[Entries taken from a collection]
»»

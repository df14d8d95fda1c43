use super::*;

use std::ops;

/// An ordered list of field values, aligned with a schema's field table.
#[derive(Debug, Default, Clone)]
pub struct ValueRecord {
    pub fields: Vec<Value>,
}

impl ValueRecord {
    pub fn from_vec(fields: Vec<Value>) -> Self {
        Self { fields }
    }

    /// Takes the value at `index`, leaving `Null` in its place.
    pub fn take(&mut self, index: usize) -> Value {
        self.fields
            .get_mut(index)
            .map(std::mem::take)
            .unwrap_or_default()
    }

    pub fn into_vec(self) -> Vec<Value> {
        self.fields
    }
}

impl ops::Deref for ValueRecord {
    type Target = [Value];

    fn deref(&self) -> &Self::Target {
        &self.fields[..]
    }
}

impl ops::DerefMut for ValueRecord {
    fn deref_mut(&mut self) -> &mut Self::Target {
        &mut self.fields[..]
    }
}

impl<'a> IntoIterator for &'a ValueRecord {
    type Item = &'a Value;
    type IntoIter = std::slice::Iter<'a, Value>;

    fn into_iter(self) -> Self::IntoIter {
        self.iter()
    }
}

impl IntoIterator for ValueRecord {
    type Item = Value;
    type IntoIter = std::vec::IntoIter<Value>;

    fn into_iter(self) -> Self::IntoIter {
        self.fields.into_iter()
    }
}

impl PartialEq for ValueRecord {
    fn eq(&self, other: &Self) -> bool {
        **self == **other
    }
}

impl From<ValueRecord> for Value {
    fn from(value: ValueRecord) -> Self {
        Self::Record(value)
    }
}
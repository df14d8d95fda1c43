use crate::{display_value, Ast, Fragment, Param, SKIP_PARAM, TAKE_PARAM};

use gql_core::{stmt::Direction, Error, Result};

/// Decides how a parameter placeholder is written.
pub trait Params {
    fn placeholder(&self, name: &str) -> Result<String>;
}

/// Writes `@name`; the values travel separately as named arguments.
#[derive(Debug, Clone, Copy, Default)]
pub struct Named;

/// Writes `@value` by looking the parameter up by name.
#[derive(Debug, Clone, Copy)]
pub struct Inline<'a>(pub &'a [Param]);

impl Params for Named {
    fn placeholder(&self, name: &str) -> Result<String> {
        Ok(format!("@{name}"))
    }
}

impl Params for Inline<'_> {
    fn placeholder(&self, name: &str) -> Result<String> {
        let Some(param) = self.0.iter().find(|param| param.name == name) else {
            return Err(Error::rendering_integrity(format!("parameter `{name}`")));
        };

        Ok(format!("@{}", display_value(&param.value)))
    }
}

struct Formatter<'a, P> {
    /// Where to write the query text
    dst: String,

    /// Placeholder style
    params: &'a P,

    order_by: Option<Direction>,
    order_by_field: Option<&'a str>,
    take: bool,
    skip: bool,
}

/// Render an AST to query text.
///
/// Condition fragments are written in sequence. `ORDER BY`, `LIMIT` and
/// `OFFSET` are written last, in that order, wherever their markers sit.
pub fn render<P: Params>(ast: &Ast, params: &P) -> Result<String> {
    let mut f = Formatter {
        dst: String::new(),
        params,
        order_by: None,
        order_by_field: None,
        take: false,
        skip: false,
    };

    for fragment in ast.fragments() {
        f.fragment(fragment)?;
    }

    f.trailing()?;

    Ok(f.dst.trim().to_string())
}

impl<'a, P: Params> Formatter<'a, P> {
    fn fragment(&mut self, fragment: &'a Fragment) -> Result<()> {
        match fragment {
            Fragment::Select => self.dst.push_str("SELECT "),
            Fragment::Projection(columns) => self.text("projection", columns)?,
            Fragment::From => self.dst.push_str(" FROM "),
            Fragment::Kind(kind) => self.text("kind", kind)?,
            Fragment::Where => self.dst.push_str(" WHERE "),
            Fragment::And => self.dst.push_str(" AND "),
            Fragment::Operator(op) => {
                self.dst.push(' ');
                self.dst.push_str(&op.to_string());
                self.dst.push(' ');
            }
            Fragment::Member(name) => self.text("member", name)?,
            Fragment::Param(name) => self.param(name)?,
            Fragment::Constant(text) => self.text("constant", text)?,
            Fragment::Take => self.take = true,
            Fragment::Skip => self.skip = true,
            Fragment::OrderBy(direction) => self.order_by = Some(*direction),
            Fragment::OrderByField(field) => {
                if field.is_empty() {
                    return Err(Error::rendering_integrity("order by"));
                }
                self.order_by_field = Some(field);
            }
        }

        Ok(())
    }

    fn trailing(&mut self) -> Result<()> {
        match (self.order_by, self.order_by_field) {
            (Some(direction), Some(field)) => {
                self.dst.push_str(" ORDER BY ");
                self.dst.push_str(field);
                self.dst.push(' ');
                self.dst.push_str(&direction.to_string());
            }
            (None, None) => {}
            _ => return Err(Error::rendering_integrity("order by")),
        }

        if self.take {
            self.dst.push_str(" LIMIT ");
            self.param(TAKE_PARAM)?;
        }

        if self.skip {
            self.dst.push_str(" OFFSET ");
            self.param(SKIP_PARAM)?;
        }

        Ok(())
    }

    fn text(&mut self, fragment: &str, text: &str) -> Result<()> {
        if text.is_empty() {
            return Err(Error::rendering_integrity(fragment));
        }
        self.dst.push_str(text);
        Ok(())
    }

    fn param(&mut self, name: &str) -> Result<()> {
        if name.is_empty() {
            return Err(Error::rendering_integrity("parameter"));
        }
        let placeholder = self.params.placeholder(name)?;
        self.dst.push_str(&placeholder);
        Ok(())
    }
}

««
»»

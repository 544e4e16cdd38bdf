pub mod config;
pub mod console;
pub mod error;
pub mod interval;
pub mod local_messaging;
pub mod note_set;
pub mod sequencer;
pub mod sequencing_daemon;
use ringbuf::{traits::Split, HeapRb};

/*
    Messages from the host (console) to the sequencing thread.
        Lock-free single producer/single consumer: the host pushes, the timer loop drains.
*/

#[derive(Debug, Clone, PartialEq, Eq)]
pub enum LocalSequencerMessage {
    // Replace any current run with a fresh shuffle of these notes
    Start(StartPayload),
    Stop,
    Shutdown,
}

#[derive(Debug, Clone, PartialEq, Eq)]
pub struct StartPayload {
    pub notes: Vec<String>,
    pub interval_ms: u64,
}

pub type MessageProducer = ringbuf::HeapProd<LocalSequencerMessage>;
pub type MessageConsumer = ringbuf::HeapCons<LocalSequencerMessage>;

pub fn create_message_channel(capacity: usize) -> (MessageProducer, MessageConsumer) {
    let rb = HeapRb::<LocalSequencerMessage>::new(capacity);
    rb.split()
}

««
»»

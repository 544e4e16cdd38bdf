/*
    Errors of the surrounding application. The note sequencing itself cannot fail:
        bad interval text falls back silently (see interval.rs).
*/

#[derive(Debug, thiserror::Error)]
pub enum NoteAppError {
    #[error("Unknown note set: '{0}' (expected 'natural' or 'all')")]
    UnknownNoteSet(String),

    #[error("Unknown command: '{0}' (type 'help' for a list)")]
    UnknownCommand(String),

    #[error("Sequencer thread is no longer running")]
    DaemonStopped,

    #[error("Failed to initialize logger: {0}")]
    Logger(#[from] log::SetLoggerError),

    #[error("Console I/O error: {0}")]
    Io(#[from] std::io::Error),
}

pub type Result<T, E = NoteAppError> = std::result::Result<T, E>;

««

(DIRECTIONS FOR THIS TASK):
The range runs from the line above containing "Fragment::OrderBy(direction) => self.order_by" to the line containing "(None, None) =>", inclusive. Restate those lines word for word and no others.

(SOLUTION TO THIS TASK):
            Fragment::OrderBy(direction) => self.order_by = Some(*direction),
            Fragment::OrderByField(field) => {
                if field.is_empty() {
                    return Err(Error::rendering_integrity("order by"));
                }
                self.order_by_field = Some(field);
            }
        }

        Ok(())
    }

    fn trailing(&mut self) -> Result<()> {
        match (self.order_by, self.order_by_field) {
            (Some(direction), Some(field)) => {
                self.dst.push_str(" ORDER BY ");
                self.dst.push_str(field);
                self.dst.push(' ');
                self.dst.push_str(&direction.to_string());
            }
            (None, None) => {}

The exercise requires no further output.